From the data, return each line holding the word "AnalysisResult".

Start of DATASET EXCERPTS

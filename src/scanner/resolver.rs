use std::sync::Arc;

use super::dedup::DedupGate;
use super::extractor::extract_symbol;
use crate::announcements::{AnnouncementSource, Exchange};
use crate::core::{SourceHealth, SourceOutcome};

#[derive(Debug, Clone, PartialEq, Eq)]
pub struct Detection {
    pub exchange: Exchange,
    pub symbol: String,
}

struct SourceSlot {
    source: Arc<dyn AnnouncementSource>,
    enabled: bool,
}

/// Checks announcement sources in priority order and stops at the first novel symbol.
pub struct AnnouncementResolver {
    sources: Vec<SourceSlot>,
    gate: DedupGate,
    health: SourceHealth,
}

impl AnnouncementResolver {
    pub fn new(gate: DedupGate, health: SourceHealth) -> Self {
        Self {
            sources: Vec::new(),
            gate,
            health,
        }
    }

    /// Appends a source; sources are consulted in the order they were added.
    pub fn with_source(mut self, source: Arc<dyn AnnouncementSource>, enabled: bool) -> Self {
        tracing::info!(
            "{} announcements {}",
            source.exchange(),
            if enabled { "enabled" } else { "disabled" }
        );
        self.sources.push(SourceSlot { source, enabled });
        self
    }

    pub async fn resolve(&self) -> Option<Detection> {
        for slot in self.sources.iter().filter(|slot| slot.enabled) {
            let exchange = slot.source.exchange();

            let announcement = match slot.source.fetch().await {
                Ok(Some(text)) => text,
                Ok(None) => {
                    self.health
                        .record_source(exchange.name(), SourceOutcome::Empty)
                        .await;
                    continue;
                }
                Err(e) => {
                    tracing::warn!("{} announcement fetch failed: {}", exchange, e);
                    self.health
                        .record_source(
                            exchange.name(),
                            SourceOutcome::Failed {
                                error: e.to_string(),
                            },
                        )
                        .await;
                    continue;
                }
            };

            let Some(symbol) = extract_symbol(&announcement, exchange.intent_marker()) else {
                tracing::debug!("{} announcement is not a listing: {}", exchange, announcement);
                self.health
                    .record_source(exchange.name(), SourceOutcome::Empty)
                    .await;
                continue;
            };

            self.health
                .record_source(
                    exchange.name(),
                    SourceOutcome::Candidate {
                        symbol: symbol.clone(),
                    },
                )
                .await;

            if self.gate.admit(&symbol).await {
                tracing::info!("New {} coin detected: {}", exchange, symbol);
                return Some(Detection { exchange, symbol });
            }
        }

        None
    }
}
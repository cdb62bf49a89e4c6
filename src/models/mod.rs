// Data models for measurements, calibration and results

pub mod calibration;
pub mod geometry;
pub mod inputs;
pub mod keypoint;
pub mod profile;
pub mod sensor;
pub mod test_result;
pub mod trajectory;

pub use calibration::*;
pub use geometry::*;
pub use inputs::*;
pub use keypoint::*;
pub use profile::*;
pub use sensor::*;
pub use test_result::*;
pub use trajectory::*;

End of DATASET EXCERPTS
Start of DATASET EXCERPTS

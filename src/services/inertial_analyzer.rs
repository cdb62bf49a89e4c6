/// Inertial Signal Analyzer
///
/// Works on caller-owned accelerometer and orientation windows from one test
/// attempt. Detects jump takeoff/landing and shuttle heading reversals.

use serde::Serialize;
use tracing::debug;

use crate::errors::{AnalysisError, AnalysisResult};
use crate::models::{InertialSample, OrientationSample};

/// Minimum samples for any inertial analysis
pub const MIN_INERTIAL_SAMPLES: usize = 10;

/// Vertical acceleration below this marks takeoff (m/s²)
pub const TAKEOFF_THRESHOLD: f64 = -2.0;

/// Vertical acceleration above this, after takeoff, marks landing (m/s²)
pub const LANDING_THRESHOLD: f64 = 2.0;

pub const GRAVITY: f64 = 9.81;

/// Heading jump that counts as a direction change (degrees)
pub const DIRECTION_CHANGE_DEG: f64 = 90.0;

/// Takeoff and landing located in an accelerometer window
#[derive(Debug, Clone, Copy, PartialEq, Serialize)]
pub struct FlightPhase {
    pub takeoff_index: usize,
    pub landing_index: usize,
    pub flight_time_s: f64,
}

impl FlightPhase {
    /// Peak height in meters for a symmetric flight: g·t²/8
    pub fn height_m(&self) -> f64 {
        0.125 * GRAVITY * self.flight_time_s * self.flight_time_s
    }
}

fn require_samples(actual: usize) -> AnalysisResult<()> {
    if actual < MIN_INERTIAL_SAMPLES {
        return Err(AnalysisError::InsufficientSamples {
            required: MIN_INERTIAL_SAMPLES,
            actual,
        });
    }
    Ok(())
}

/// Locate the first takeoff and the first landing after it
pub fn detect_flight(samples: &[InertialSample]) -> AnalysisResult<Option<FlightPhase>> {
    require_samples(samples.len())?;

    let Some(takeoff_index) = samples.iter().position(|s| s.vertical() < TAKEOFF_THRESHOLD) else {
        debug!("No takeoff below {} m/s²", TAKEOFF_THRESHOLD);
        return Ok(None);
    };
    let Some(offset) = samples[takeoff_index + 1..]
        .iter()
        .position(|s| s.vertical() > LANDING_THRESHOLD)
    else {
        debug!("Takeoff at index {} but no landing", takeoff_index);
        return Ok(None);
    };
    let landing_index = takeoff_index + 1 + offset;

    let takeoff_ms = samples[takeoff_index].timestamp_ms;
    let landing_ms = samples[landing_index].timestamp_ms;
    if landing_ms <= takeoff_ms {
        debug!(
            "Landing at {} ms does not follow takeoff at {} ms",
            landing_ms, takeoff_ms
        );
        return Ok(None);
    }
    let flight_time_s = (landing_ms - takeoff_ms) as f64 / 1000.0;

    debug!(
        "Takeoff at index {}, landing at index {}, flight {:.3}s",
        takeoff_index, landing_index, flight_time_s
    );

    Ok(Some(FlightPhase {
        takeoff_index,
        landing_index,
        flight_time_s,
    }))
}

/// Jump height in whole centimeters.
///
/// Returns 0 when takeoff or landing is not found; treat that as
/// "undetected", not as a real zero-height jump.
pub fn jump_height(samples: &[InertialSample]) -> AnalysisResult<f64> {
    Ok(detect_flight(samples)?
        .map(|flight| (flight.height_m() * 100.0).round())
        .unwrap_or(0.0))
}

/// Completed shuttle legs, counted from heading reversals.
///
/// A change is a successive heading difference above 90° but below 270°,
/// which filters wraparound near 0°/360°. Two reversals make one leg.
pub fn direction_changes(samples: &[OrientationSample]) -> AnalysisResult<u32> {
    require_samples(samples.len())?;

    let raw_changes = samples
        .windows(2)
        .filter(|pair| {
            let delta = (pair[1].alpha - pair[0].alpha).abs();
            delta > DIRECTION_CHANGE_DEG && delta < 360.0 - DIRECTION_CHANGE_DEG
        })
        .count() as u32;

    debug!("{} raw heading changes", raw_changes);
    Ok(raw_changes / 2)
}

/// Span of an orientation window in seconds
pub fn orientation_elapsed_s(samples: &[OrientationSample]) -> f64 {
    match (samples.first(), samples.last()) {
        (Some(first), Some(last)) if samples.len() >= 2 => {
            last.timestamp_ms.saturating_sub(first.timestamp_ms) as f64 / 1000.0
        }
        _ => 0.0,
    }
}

End of DATASET EXCERPTS

> YOUR SOLUTION:
use crate::errors::{AnalysisError, AnalysisResult};
fn require_samples(actual: usize) -> AnalysisResult<()> {
pub fn detect_flight(samples: &[InertialSample]) -> AnalysisResult<Option<FlightPhase>> {
pub fn jump_height(samples: &[InertialSample]) -> AnalysisResult<f64> {
pub fn direction_changes(samples: &[OrientationSample]) -> AnalysisResult<u32> {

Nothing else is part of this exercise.